Exercise goal =
Filter out every line below that lacks "radios", and copy the rest.

Data shown =
---
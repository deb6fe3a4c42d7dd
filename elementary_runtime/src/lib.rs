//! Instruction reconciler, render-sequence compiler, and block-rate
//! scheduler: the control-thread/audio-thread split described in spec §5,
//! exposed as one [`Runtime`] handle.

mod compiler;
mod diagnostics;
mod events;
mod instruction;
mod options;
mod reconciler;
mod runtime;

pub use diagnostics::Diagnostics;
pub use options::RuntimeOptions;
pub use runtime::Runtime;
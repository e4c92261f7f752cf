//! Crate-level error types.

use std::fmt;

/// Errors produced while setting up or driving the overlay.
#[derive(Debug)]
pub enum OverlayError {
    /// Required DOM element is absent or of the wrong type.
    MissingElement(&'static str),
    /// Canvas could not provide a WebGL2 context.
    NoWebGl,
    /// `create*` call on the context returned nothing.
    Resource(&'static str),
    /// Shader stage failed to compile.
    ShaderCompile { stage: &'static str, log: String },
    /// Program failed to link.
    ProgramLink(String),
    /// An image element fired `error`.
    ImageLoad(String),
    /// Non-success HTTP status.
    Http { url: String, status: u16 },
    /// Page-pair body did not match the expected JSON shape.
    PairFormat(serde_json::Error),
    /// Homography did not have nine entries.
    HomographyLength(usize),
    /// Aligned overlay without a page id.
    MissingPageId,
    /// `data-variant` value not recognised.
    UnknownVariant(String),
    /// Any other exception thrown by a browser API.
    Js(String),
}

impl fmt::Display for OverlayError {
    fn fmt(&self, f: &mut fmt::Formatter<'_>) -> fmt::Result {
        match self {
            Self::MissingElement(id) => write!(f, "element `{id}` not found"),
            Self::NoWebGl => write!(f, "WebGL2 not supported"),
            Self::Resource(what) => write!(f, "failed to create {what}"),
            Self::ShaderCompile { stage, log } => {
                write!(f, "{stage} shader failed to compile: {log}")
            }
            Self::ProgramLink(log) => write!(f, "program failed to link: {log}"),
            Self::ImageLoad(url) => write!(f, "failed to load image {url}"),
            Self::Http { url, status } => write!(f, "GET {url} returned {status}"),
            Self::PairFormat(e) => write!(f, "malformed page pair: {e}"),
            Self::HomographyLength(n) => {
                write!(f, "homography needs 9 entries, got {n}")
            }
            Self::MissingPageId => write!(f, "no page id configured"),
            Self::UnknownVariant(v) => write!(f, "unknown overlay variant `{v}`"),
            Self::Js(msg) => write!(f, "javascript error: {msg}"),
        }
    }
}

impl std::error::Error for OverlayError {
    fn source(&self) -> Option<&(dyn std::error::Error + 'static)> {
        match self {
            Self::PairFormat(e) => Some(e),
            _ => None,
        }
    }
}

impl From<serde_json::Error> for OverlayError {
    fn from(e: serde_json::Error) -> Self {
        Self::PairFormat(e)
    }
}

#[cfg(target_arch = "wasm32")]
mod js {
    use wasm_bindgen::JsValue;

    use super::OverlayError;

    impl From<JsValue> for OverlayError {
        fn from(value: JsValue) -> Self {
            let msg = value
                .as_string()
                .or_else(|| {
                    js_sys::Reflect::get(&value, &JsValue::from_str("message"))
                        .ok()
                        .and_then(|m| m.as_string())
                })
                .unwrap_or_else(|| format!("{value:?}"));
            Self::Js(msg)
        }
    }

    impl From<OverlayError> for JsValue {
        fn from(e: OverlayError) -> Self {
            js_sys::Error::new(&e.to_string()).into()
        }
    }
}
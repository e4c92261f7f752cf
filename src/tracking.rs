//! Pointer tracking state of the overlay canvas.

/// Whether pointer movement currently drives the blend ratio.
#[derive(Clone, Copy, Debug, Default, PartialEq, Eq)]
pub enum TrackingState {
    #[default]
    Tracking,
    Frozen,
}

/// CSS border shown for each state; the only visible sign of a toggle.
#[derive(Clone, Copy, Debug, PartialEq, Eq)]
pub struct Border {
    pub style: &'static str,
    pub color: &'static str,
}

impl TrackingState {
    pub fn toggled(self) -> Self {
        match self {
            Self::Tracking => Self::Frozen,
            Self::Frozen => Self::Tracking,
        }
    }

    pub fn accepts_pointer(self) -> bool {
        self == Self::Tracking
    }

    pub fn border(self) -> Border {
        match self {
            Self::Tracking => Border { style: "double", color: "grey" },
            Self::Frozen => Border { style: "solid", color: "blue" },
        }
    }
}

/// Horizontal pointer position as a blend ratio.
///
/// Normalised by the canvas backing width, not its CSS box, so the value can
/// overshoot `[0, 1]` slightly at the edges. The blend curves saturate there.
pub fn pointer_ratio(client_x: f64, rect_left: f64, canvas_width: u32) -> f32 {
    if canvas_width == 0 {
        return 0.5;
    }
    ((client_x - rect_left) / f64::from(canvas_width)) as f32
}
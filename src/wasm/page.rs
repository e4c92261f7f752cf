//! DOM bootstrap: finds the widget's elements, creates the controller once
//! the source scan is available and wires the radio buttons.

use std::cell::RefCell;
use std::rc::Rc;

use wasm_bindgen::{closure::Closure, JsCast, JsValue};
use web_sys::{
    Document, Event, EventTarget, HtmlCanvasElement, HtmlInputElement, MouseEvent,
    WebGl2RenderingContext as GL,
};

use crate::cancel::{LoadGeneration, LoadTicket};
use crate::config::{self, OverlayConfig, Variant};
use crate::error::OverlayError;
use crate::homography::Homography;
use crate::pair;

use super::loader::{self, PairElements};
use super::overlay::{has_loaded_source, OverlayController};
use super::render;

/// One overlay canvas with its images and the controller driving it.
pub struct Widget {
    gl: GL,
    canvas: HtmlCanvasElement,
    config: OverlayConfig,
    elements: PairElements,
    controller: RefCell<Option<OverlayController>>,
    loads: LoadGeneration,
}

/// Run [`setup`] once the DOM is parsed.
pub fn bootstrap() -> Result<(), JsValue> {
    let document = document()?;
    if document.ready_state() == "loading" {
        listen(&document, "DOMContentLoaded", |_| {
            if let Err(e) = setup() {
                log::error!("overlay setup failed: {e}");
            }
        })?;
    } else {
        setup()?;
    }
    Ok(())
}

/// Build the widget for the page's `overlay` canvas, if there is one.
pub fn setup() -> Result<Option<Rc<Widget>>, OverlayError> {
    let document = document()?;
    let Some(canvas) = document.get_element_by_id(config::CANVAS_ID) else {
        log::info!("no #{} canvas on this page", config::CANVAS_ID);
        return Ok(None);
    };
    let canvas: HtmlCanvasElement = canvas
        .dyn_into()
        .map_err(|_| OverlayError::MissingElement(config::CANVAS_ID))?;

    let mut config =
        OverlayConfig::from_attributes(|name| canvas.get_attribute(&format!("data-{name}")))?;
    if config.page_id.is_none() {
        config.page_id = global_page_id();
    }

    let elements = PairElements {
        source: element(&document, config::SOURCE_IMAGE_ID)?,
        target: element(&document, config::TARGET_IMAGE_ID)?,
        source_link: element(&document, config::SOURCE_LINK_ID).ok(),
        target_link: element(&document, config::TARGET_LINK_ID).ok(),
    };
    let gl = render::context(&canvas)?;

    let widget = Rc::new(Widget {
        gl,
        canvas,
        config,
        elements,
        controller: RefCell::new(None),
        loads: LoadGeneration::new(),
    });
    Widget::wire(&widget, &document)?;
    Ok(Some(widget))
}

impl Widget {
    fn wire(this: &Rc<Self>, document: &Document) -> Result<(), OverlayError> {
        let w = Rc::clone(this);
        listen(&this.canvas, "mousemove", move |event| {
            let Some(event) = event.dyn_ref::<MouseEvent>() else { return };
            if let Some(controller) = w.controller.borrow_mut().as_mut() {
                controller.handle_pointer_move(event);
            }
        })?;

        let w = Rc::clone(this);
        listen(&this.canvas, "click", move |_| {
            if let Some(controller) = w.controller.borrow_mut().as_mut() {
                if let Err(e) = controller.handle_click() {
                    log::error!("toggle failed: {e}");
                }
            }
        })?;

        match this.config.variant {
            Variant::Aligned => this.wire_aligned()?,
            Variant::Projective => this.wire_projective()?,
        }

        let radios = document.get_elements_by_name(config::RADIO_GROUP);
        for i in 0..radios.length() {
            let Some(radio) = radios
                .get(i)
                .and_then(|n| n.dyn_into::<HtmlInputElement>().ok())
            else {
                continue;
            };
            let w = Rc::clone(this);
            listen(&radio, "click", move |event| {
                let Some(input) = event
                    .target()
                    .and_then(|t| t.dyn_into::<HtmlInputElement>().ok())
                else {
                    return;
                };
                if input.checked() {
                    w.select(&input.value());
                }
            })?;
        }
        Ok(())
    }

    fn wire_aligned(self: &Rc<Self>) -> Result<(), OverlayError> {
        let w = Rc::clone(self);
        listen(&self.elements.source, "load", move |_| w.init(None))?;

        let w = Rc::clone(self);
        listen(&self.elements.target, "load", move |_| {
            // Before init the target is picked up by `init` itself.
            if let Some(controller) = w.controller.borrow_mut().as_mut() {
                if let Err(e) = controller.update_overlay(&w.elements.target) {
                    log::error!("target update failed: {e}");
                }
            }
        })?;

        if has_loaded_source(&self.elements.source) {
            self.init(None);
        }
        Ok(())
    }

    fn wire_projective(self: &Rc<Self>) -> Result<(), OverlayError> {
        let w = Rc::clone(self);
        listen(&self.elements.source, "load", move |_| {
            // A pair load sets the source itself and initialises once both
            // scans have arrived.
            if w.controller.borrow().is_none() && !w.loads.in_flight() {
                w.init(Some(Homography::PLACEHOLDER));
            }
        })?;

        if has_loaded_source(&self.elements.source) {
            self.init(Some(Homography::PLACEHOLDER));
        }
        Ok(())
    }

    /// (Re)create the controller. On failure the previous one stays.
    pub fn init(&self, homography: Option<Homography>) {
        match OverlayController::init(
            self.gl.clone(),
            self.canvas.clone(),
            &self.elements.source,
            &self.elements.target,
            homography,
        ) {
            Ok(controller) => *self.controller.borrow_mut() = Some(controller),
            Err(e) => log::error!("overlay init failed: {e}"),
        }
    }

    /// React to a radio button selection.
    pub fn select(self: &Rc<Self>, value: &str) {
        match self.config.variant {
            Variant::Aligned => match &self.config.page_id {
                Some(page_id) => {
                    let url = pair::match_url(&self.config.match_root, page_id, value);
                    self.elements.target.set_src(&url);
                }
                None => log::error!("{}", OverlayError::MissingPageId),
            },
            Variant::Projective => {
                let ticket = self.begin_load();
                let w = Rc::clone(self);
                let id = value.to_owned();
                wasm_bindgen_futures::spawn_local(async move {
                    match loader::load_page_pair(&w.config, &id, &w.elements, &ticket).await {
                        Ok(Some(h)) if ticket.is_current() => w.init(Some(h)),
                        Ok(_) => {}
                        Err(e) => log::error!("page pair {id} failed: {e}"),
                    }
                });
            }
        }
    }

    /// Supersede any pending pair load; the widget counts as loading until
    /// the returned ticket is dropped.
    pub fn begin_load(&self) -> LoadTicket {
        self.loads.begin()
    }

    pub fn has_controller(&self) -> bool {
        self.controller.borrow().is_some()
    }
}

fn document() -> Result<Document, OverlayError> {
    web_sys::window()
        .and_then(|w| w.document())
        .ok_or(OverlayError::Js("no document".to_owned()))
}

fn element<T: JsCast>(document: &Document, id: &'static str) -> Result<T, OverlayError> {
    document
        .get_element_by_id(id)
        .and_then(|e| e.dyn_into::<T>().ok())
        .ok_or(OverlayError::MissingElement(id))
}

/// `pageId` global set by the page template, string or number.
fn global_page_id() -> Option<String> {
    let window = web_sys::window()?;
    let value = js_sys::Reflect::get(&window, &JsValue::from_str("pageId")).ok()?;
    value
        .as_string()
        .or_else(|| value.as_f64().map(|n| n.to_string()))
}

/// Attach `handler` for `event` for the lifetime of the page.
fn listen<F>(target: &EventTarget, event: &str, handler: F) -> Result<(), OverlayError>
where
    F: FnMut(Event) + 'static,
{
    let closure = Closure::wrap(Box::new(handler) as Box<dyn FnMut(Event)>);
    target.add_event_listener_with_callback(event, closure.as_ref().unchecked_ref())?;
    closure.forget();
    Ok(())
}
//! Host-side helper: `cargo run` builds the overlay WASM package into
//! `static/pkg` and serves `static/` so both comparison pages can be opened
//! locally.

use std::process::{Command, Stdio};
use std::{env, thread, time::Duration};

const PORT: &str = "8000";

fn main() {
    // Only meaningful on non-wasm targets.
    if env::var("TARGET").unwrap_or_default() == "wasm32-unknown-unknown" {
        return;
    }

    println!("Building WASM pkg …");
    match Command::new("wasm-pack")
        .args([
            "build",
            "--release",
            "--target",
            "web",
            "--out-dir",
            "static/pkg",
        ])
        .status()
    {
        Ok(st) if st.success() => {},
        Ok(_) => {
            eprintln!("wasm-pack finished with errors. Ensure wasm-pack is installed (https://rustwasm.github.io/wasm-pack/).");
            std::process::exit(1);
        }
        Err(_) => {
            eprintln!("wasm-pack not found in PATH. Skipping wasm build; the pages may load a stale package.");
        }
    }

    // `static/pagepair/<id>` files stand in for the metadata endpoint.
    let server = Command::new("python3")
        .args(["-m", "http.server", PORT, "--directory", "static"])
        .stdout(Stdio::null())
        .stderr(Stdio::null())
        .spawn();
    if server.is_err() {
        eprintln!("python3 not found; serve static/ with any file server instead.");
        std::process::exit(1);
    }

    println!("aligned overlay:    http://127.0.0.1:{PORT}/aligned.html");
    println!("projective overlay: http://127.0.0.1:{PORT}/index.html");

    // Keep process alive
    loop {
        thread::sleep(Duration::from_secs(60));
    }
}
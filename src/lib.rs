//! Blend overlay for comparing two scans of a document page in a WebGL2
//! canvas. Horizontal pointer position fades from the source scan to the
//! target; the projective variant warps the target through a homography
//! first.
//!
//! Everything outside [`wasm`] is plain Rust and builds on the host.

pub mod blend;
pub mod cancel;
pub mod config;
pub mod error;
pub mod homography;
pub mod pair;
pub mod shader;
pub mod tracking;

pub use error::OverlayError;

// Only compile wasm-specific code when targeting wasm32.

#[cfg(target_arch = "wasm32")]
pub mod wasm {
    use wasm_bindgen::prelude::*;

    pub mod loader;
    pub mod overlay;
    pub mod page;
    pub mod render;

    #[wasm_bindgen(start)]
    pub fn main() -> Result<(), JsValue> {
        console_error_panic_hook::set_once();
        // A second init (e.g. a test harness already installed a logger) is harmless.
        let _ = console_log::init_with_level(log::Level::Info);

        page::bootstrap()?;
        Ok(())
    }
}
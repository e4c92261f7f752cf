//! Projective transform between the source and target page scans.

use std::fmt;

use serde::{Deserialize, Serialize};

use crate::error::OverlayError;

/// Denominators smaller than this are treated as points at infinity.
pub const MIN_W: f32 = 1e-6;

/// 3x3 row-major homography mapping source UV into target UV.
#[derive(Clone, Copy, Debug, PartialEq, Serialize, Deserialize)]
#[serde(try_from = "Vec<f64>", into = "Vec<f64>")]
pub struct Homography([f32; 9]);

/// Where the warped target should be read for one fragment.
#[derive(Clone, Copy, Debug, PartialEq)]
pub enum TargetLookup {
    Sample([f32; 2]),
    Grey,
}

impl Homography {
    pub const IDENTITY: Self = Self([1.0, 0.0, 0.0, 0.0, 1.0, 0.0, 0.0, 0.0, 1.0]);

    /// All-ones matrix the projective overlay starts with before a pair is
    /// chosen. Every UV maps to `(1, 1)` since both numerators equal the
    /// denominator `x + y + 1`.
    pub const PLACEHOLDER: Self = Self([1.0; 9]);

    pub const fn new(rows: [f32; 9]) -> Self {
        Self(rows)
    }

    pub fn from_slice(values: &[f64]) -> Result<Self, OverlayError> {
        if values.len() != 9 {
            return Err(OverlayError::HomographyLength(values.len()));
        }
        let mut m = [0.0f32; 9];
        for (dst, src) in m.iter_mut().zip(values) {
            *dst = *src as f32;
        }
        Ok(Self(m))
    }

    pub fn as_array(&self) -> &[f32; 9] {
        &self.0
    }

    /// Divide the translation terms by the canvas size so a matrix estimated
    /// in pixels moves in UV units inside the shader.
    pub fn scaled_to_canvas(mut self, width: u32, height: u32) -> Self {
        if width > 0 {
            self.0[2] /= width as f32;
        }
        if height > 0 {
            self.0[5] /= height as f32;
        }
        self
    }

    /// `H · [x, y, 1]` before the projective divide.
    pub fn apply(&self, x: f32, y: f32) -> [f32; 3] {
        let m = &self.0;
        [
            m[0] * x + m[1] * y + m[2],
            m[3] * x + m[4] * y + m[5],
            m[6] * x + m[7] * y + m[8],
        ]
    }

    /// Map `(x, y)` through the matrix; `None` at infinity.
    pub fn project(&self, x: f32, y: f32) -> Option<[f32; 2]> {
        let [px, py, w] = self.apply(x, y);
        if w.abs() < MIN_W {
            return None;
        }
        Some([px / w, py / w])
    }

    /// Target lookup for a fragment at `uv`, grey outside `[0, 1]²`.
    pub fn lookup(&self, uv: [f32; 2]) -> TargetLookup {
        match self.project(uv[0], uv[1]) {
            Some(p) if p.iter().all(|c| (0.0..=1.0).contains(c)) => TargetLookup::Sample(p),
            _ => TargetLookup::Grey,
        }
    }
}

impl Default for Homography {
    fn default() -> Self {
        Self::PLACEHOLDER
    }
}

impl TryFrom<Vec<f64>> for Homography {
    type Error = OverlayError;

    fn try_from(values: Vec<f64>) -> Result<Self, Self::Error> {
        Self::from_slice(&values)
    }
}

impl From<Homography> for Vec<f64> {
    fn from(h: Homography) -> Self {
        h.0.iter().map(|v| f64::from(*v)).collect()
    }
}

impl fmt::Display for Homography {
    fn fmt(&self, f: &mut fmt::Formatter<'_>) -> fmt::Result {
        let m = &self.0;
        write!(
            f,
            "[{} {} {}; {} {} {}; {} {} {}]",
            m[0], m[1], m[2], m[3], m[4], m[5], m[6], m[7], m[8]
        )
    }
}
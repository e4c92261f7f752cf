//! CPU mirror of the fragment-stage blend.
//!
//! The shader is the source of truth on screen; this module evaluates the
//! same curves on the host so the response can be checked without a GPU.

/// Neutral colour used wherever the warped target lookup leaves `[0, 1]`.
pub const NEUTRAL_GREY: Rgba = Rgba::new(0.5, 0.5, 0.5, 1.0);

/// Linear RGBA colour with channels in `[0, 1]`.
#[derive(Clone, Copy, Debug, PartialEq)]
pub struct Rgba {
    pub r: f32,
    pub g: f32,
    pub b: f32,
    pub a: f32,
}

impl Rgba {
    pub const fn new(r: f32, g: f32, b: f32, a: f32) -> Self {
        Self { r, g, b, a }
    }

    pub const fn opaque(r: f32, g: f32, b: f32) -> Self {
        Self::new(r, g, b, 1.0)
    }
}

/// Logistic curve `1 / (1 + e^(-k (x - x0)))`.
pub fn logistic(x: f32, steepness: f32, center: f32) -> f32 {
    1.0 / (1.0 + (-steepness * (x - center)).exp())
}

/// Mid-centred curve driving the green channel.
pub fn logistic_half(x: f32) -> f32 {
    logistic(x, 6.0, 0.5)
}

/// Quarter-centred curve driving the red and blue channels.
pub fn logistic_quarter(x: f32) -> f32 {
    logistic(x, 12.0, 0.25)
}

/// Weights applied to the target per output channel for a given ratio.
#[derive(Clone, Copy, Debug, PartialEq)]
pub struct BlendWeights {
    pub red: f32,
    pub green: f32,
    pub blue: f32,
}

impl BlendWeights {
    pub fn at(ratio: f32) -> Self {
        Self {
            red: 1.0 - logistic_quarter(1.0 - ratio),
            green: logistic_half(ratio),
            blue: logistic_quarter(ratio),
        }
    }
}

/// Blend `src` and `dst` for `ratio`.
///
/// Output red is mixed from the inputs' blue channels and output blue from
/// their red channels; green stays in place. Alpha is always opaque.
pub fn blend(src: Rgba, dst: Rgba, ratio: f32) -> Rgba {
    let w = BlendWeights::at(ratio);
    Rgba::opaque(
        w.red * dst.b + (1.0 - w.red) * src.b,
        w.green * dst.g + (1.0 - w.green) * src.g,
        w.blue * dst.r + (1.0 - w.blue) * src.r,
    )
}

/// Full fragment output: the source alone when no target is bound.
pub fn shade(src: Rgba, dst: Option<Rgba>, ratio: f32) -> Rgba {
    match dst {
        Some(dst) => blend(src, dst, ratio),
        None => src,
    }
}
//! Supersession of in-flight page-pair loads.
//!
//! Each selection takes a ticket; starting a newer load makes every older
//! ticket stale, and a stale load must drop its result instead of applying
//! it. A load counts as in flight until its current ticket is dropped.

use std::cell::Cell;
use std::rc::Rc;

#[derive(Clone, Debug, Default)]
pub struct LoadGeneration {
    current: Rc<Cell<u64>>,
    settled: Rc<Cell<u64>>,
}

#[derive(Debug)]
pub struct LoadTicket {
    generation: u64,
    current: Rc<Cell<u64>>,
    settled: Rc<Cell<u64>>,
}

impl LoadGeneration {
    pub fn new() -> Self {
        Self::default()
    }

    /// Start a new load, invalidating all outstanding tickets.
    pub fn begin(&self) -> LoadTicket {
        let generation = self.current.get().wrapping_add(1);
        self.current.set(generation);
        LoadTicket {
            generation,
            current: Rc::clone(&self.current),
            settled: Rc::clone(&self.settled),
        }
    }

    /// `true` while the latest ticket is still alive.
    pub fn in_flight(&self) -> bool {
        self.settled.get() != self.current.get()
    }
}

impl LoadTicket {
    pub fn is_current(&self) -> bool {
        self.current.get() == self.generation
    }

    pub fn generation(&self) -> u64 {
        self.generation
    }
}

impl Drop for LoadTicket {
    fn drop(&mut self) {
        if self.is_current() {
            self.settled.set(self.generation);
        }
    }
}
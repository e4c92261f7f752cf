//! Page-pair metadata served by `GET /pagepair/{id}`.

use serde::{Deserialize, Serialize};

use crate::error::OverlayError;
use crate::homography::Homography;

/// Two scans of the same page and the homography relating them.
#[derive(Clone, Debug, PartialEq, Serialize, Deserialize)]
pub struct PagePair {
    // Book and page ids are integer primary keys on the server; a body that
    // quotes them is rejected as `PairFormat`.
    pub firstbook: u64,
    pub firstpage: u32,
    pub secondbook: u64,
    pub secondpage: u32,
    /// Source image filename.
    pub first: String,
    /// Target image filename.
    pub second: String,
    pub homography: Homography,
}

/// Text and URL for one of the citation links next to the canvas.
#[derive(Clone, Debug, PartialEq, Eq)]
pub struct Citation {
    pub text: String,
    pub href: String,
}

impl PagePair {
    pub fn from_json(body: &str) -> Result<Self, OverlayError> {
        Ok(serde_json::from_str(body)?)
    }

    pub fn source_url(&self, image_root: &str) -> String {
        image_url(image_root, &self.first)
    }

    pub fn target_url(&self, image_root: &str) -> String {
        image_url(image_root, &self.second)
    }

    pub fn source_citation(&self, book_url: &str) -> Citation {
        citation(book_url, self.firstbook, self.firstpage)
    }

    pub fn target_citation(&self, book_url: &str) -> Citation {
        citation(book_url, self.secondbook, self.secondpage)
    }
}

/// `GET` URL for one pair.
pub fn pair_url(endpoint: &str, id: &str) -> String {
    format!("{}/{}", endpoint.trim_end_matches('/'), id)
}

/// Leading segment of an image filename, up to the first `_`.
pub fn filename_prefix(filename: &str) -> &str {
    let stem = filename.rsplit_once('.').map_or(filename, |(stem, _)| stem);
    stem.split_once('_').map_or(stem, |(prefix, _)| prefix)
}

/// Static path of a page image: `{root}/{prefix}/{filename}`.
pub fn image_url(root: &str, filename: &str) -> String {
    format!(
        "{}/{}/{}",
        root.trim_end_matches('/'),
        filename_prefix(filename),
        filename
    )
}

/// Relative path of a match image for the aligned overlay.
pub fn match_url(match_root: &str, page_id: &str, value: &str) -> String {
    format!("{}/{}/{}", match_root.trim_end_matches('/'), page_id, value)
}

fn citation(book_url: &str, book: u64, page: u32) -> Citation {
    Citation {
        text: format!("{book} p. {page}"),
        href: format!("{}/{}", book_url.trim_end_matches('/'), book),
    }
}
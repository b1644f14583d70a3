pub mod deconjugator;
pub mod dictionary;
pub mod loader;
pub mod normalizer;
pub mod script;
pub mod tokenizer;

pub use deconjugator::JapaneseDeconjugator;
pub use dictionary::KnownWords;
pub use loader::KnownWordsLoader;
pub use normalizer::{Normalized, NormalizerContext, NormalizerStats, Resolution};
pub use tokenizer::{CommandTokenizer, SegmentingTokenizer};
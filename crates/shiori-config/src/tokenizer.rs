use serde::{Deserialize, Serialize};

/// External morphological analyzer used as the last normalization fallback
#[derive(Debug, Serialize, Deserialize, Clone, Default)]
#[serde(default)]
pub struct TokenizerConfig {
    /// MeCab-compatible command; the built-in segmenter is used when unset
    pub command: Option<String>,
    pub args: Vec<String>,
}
---
Response to this exercise =
        let radios = document.get_elements_by_name(config::RADIO_GROUP);
        for i in 0..radios.length() {
            let Some(radio) = radios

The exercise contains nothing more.